(TO DO): The word "struct" appears in some lines of the records below; state how many lines, and nothing else.

(INFORMATION):
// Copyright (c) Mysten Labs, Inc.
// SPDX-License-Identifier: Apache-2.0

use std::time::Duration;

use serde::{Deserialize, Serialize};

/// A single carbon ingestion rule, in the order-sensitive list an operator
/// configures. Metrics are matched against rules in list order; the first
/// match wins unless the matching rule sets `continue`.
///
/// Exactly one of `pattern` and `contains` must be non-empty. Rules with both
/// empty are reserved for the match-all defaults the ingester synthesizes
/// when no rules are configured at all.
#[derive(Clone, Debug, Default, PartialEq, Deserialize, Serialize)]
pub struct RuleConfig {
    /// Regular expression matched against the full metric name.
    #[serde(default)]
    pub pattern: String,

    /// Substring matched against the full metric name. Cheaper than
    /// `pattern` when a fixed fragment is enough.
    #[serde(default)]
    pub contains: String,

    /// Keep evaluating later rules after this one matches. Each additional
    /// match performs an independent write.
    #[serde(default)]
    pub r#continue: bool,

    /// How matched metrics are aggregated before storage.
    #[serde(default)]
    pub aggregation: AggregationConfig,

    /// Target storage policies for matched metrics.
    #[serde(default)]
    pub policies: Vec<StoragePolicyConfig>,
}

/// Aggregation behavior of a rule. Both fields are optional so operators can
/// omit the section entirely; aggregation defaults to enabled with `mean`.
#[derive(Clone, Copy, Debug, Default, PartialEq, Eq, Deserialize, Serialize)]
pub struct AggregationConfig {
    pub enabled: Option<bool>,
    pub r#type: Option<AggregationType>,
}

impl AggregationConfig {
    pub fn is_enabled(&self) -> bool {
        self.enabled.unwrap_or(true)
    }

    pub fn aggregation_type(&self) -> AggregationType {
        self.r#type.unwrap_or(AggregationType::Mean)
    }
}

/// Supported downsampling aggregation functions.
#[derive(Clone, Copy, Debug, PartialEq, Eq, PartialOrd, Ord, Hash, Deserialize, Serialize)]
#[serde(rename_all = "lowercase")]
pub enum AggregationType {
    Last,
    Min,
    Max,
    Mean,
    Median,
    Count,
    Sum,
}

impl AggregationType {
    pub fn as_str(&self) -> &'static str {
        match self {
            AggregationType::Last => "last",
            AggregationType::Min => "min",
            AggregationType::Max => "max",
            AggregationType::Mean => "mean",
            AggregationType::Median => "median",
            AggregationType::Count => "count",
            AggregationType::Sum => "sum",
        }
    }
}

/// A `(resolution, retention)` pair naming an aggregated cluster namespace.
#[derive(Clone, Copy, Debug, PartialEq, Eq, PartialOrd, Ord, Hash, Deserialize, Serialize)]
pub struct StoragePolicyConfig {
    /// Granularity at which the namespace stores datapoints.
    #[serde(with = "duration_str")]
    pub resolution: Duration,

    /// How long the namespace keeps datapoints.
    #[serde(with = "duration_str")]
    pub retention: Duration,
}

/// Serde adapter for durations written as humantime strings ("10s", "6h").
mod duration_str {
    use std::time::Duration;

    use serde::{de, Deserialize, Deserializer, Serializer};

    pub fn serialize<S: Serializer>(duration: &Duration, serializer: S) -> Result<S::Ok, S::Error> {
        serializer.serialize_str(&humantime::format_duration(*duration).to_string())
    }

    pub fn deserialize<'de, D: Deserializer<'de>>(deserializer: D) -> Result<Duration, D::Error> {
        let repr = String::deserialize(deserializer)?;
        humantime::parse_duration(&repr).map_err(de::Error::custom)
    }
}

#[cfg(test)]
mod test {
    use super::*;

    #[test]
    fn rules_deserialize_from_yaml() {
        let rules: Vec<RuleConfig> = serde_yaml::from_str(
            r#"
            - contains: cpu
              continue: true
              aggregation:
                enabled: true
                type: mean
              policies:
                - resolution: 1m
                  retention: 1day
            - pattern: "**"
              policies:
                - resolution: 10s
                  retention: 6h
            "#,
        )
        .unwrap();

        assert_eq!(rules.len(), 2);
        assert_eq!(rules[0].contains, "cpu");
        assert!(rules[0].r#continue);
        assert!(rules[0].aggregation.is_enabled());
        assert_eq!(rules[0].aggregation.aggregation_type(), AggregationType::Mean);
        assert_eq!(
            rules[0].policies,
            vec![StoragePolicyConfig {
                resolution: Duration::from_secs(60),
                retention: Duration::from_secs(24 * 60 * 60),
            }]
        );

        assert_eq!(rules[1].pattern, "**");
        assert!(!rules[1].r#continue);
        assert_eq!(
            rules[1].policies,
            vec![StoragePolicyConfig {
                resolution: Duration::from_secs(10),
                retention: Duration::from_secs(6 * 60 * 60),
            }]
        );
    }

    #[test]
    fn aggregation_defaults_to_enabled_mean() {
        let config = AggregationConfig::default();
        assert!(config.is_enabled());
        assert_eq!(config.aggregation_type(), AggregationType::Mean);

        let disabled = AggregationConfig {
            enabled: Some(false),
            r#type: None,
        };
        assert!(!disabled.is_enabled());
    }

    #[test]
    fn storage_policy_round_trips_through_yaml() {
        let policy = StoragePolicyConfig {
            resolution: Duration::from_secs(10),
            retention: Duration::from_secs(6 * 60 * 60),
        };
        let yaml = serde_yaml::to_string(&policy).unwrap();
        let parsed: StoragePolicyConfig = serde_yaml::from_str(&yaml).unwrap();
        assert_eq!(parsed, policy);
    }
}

(TASK OUTPUT): 3